◆ EXERCISE GOAL:
How many lines in the entries below include the word "collect"? Respond with the number only.

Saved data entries
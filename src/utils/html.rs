use scraper::{ElementRef, Html, Selector};
use tracing::warn;
use url::Url;

/// Compile a CSS selector, logging instead of failing on a bad one
pub fn selector(css: &str) -> Option<Selector> {
    match Selector::parse(css) {
        Ok(selector) => Some(selector),
        Err(e) => {
            warn!("Invalid selector '{}': {}", css, e);
            None
        }
    }
}

/// Every element matching `css`, in document order
pub fn select_all<'a>(document: &'a Html, css: &str) -> Vec<ElementRef<'a>> {
    match selector(css) {
        Some(selector) => document.select(&selector).collect(),
        None => Vec::new(),
    }
}

pub fn count(document: &Html, css: &str) -> usize {
    match selector(css) {
        Some(selector) => document.select(&selector).count(),
        None => 0,
    }
}

/// Text of an element with runs of whitespace collapsed
pub fn text_of(element: &ElementRef<'_>) -> String {
    element.text().collect::<Vec<_>>().join(" ").split_whitespace().collect::<Vec<_>>().join(" ")
}

/// Collapsed text of the first element matching `css`
pub fn first_text(document: &Html, css: &str) -> Option<String> {
    let selector = selector(css)?;
    document.select(&selector).next().map(|element| text_of(&element))
}

/// `content` of the first `<meta>` whose `attr` equals `value` (case-insensitive)
pub fn meta_content(document: &Html, attr: &str, value: &str) -> Option<String> {
    select_all(document, "meta")
        .into_iter()
        .find(|meta| {
            meta.value()
                .attr(attr)
                .map_or(false, |found| found.eq_ignore_ascii_case(value))
        })
        .and_then(|meta| meta.value().attr("content"))
        .map(|content| content.trim().to_string())
}

/// Resolve an `href`/`src` against the page URL.
///
/// Only http(s) targets survive; fragments are dropped so that anchors on
/// the same page collapse to one URL.
pub fn resolve_link(base: &Url, href: &str) -> Option<Url> {
    let href = href.trim();
    if href.is_empty() || href.starts_with('#') {
        return None;
    }

    let lowered = href.to_ascii_lowercase();
    if ["javascript:", "mailto:", "tel:", "data:"]
        .iter()
        .any(|scheme| lowered.starts_with(scheme))
    {
        return None;
    }

    let mut resolved = base.join(href).ok()?;
    if !matches!(resolved.scheme(), "http" | "https") {
        return None;
    }
    resolved.set_fragment(None);

    Some(resolved)
}

#[cfg(test)]
mod tests {
    use super::*;

    const PAGE: &str = r#"
        <html><head>
            <title>  Hello
                World </title>
            <meta name="Description" content=" A page ">
        </head><body>
            <a href="/a">A</a><a href="b#frag">B</a>
        </body></html>
    "#;

    #[test]
    fn test_text_helpers() {
        let document = Html::parse_document(PAGE);
        assert_eq!(first_text(&document, "title").as_deref(), Some("Hello World"));
        assert_eq!(meta_content(&document, "name", "description").as_deref(), Some("A page"));
        assert_eq!(count(&document, "a"), 2);
        assert_eq!(count(&document, "a[[["), 0);
    }

    #[test]
    fn test_resolve_link() {
        let base = Url::parse("https://example.com/dir/page").unwrap();

        assert_eq!(
            resolve_link(&base, "/a").map(String::from),
            Some("https://example.com/a".to_string())
        );
        assert_eq!(
            resolve_link(&base, "b#frag").map(String::from),
            Some("https://example.com/dir/b".to_string())
        );
        assert_eq!(resolve_link(&base, "#top"), None);
        assert_eq!(resolve_link(&base, "mailto:x@example.com"), None);
        assert_eq!(resolve_link(&base, "JavaScript:void(0)"), None);
        assert_eq!(resolve_link(&base, "ftp://example.com/file"), None);
    }
}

◆ ANSWER FOR THE TASK:
2